I am curious because what happens if someone set up their 7.1 speakers as front height? Assuming that no processing eg Dolby Digital IIPz or Audyssey DSX invoked in this case, will the the last two channel be ignored as no rear speakers are hooked-up. Are there no sound from the front height speakers? :dontknow:

What happens then, when using either DD IIPz or Audyssey DSX? Will these mode make use of the last 2 discrete channels to output to the front height speakers?
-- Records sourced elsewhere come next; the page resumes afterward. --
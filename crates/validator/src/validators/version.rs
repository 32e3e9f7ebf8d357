//! Version string validators.
//!
//! Versions are compared loosely, the way release tags tend to be written
//! rather than strict SemVer: `1.0`, `1.0.0-beta2`, `5.3.0RC1` and `1.0pl1`
//! are all comparable.
//!
//! A version is canonicalised into dot-separated parts (`-`, `_`, `+` and
//! any other non-alphanumeric become `.`; a dot is inserted wherever digits
//! meet letters). Numeric parts compare numerically. Word parts rank
//! `dev < alpha = a < beta = b < RC = rc < # < pl = p`; unknown words rank
//! below all of them. A number always outranks a word.

use std::cmp::Ordering;
use std::sync::LazyLock;

use crate::foundation::{Validate, ValidationError};

static STRICT_VERSION_REGEX: LazyLock<regex::Regex> =
    LazyLock::new(|| regex::Regex::new(r"^(\d?\d)\.(\d?\d)\.(\d?\d)$").unwrap());

/// The lowest version considered valid.
const MINIMUM_VERSION: &str = "0.0.1";

/// Word rank used when a number is compared with a word.
const NUMBER_RANK: i8 = 4;

// ============================================================================
// COMPARISON
// ============================================================================

fn canonicalize(version: &str) -> String {
    let mut out = String::with_capacity(version.len() * 2);
    let mut prev: Option<char> = None;

    for c in version.chars() {
        let Some(p) = prev else {
            out.push(c);
            prev = Some(c);
            continue;
        };

        let last_is_dot = out.ends_with('.');
        let digit_edge = p != '.' && c != '.' && (p.is_ascii_digit() != c.is_ascii_digit());

        if matches!(c, '-' | '_' | '+') || !c.is_ascii_alphanumeric() {
            if !last_is_dot {
                out.push('.');
            }
        } else if digit_edge {
            if !last_is_dot {
                out.push('.');
            }
            out.push(c);
        } else {
            out.push(c);
        }
        prev = Some(c);
    }

    out
}

fn word_rank(part: &str) -> i8 {
    const FORMS: &[(&str, i8)] = &[
        ("dev", 0),
        ("alpha", 1),
        ("a", 1),
        ("beta", 2),
        ("b", 2),
        ("RC", 3),
        ("rc", 3),
        ("#", 4),
        ("pl", 5),
        ("p", 5),
    ];

    FORMS
        .iter()
        .find(|(form, _)| part.starts_with(form))
        .map_or(-6, |(_, rank)| *rank)
}

fn is_numeric_part(part: &str) -> bool {
    part.bytes().next().is_some_and(|b| b.is_ascii_digit())
}

fn compare_numbers(a: &str, b: &str) -> Ordering {
    let digits = |s: &str| -> String {
        let run: String = s.chars().take_while(char::is_ascii_digit).collect();
        let trimmed = run.trim_start_matches('0');
        trimmed.to_owned()
    };
    let (a, b) = (digits(a), digits(b));
    a.len().cmp(&b.len()).then_with(|| a.cmp(&b))
}

fn compare_parts(a: &str, b: &str) -> Ordering {
    match (is_numeric_part(a), is_numeric_part(b)) {
        (true, true) => compare_numbers(a, b),
        (false, false) => word_rank(a).cmp(&word_rank(b)),
        (true, false) => NUMBER_RANK.cmp(&word_rank(b)),
        (false, true) => word_rank(a).cmp(&NUMBER_RANK),
    }
}

/// Compares two version strings.
///
/// # Examples
///
/// ```
/// use std::cmp::Ordering;
/// use sieve_validator::validators::compare_versions;
///
/// assert_eq!(compare_versions("1.2.0", "1.2.0"), Ordering::Equal);
/// assert_eq!(compare_versions("1.10", "1.9"), Ordering::Greater);
/// assert_eq!(compare_versions("1.0.0-beta", "1.0.0"), Ordering::Less);
/// ```
#[must_use]
pub fn compare_versions(a: &str, b: &str) -> Ordering {
    match (a.is_empty(), b.is_empty()) {
        (true, true) => return Ordering::Equal,
        (true, false) => return Ordering::Less,
        (false, true) => return Ordering::Greater,
        (false, false) => {}
    }

    let (a, b) = (canonicalize(a), canonicalize(b));
    let mut left = a.split('.');
    let mut right = b.split('.');

    loop {
        match (left.next(), right.next()) {
            (Some(l), Some(r)) => {
                let ordering = compare_parts(l, r);
                if ordering != Ordering::Equal {
                    return ordering;
                }
            }
            (Some(rest), None) => {
                return if is_numeric_part(rest) {
                    Ordering::Greater
                } else {
                    word_rank(rest).cmp(&NUMBER_RANK)
                };
            }
            (None, Some(rest)) => {
                return if is_numeric_part(rest) {
                    Ordering::Less
                } else {
                    NUMBER_RANK.cmp(&word_rank(rest))
                };
            }
            (None, None) => return Ordering::Equal,
        }
    }
}

// ============================================================================
// OPERATORS
// ============================================================================

/// Comparison operator accepted by `versionCompare`.
///
/// Only the whitelisted spellings parse: `!=`, `<`, `<=`, `<>`, `=`, `==`,
/// `>`, `>=`, `eq`, `ge`, `gt`, `le`, `lt`, `ne`.
#[derive(Debug, Clone, Copy, PartialEq, Eq, Hash)]
pub enum VersionOperator {
    /// `<`, `lt`
    Less,
    /// `<=`, `le`
    LessOrEqual,
    /// `>`, `gt`
    Greater,
    /// `>=`, `ge`
    GreaterOrEqual,
    /// `==`, `=`, `eq`
    Equal,
    /// `!=`, `<>`, `ne`
    NotEqual,
}

impl VersionOperator {
    /// Parses a whitelisted operator; anything else is `None`.
    #[must_use]
    pub fn parse(op: &str) -> Option<Self> {
        Some(match op {
            "<" | "lt" => Self::Less,
            "<=" | "le" => Self::LessOrEqual,
            ">" | "gt" => Self::Greater,
            ">=" | "ge" => Self::GreaterOrEqual,
            "==" | "=" | "eq" => Self::Equal,
            "!=" | "<>" | "ne" => Self::NotEqual,
            _ => return None,
        })
    }

    /// Applies the operator to an ordering.
    #[must_use]
    pub fn holds(self, ordering: Ordering) -> bool {
        match self {
            Self::Less => ordering.is_lt(),
            Self::LessOrEqual => ordering.is_le(),
            Self::Greater => ordering.is_gt(),
            Self::GreaterOrEqual => ordering.is_ge(),
            Self::Equal => ordering.is_eq(),
            Self::NotEqual => ordering.is_ne(),
        }
    }
}

// ============================================================================
// VALIDATORS
// ============================================================================

/// Validates that a string is a usable version (at least `0.0.1`).
///
/// With `strict` the version must also be exactly three dot-separated
/// numbers of one or two digits each.
#[derive(Debug, Clone, Copy, PartialEq, Eq, Hash, Default)]
pub struct Version {
    /// Require the `N.N.N` shape.
    pub strict: bool,
}

impl Version {
    /// Creates a version validator.
    #[must_use]
    pub const fn new(strict: bool) -> Self {
        Self { strict }
    }
}

impl Validate for Version {
    type Input = str;

    fn validate(&self, input: &str) -> Result<(), ValidationError> {
        if self.strict && !STRICT_VERSION_REGEX.is_match(input) {
            return Err(ValidationError::invalid_format("N.N.N"));
        }
        if compare_versions(input, MINIMUM_VERSION).is_lt() {
            return Err(ValidationError::new(
                "version_too_low",
                format!("Version must be at least {MINIMUM_VERSION}"),
            ));
        }
        Ok(())
    }
}

crate::validator! {
    /// Validates a version against another version with an operator.
    #[derive(PartialEq, Eq, Hash)]
    pub VersionCompare { other: String, operator: VersionOperator } for str;
    rule(self, input) { self.operator.holds(compare_versions(input, &self.other)) }
    error(self, input) {
        ValidationError::new(
            "version_compare",
            format!("Version '{input}' does not satisfy {:?} '{}'", self.operator, self.other),
        )
        .with_param("other", self.other.clone())
    }
    new(other: impl Into<String>, operator: VersionOperator) {
        Self { other: other.into(), operator }
    }
    fn version_compare(other: impl Into<String>, operator: VersionOperator);
}

// ============================================================================
// TESTS
// ============================================================================

#[cfg(test)]
mod tests {
    use super::*;
    use rstest::rstest;

    #[rstest]
    #[case("1.2.0", "1.2.0", Ordering::Equal)]
    #[case("1.2", "1.2.0", Ordering::Less)]
    #[case("1.10.0", "1.9.9", Ordering::Greater)]
    #[case("1.0.0-dev", "1.0.0-alpha", Ordering::Less)]
    #[case("1.0.0a1", "1.0.0b1", Ordering::Less)]
    #[case("5.3.0RC1", "5.3.0", Ordering::Less)]
    #[case("1.0pl1", "1.0", Ordering::Greater)]
    #[case("1.0.0-foo", "1.0.0-dev", Ordering::Less)]
    #[case("007", "7", Ordering::Equal)]
    #[case("", "0", Ordering::Less)]
    fn compares_like_release_tags(#[case] a: &str, #[case] b: &str, #[case] expected: Ordering) {
        assert_eq!(compare_versions(a, b), expected);
        assert_eq!(compare_versions(b, a), expected.reverse());
    }

    #[test]
    fn canonical_form_inserts_dots() {
        assert_eq!(canonicalize("5.3.0RC1"), "5.3.0.RC.1");
        assert_eq!(canonicalize("1.0.0-beta_2"), "1.0.0.beta.2");
        assert_eq!(canonicalize("1..2"), "1.2");
    }

    #[test]
    fn operator_whitelist() {
        for op in ["!=", "<", "<=", "<>", "=", "==", ">", ">=", "eq", "ge", "gt", "le", "lt", "ne"] {
            assert!(VersionOperator::parse(op).is_some(), "{op}");
        }
        assert_eq!(VersionOperator::parse("not-an-operator"), None);
        assert_eq!(VersionOperator::parse("==="), None);
    }

    #[test]
    fn strict_version_shape() {
        assert!(Version::new(true).validate("1.2.3").is_ok());
        assert!(Version::new(true).validate("1.2").is_err());
        assert!(Version::new(true).validate("100.2.3").is_err());
        assert!(Version::new(true).validate("0.0.0").is_err());
        assert!(Version::new(false).validate("2.0").is_ok());
        assert!(Version::new(false).validate("abc").is_err());
    }

    #[test]
    fn compare_validator() {
        let v = version_compare("1.2.0", VersionOperator::Equal);
        assert!(v.validate("1.2.0").is_ok());
        assert!(v.validate("1.2.1").is_err());
        assert!(version_compare("2", VersionOperator::Less).validate("1.9").is_ok());
    }
}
From an audio perspective, this could be quite the opposite effect of the intended material eg. sound from the rear now coming out from front height speaker instead.

Am asking this as I have a choice to wire my speakers as rear or front height - want to know what is the best choice to make use of all the 7.1 discrete channel sound on a Bluray disc.

Thanks a lot and if this is seems like noob question - yes, I am a complete newbie :doh:to Home Theatre.


----------



## Kal Rubinson (Aug 3, 2006)

If the source is a discrete 7.1 channel source, the last 2 channels are the rear surrounds. There are few of these. 

The height channels are derived, by DPLIIz or from DSX, the other channels and, afaik, there are no discrete 7.1 BRDs which supply them.


----------